**Work task:** Each record is to be reproduced verbatim.

Extracted data entries:

== Segment start ==

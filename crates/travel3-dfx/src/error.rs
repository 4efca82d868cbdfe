//! dfx runner error types.

/// Errors from invoking `dfx`.
#[derive(Debug, thiserror::Error)]
pub enum DfxError {
    #[error("dfx binary not found at `{0}`")]
    NotFound(String),

    #[error("`{command}` exited with {code:?}: {stderr}")]
    Failed {
        command: String,
        code: Option<i32>,
        stderr: String,
    },

    #[error("`{command}` timed out after {secs}s")]
    Timeout { command: String, secs: u64 },

    #[error("`dfx identity get-principal` returned an empty principal")]
    EmptyPrincipal,

    #[error("`{text}` is not a valid principal: {reason}")]
    InvalidPrincipal { text: String, reason: String },

    #[error("replica error: {0}")]
    Replica(String),

    #[error("IO error: {0}")]
    Io(#[from] std::io::Error),
}

impl DfxError {
    /// Errors after which no further `dfx` invocation can succeed.
    pub fn is_fatal(&self) -> bool {
        matches!(
            self,
            DfxError::NotFound(_) | DfxError::EmptyPrincipal | DfxError::InvalidPrincipal { .. }
        )
    }
}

== Segment end ==

**Expected output:**
filename crates/travel3-dfx/src/error.rs
repository 4efca82d868cbdfe
//! dfx runner error types.

/// Errors from invoking `dfx`.
#[derive(Debug, thiserror::Error)]
pub enum DfxError {
    #[error("dfx binary not found at `{0}`")]
    NotFound(String),

    #[error("`{command}` exited with {code:?}: {stderr}")]
    Failed {
        command: String,
        code: Option<i32>,
        stderr: String,
    },

    #[error("`{command}` timed out after {secs}s")]
    Timeout { command: String, secs: u64 },

    #[error("`dfx identity get-principal` returned an empty principal")]
    EmptyPrincipal,

    #[error("`{text}` is not a valid principal: {reason}")]
    InvalidPrincipal { text: String, reason: String },

    #[error("replica error: {0}")]
    Replica(String),

    #[error("IO error: {0}")]
    Io(#[from] std::io::Error),
}

impl DfxError {
    /// Errors after which no further `dfx` invocation can succeed.
    pub fn is_fatal(&self) -> bool {
        matches!(
            self,
            DfxError::NotFound(_) | DfxError::EmptyPrincipal | DfxError::InvalidPrincipal { .. }
        )
    }
}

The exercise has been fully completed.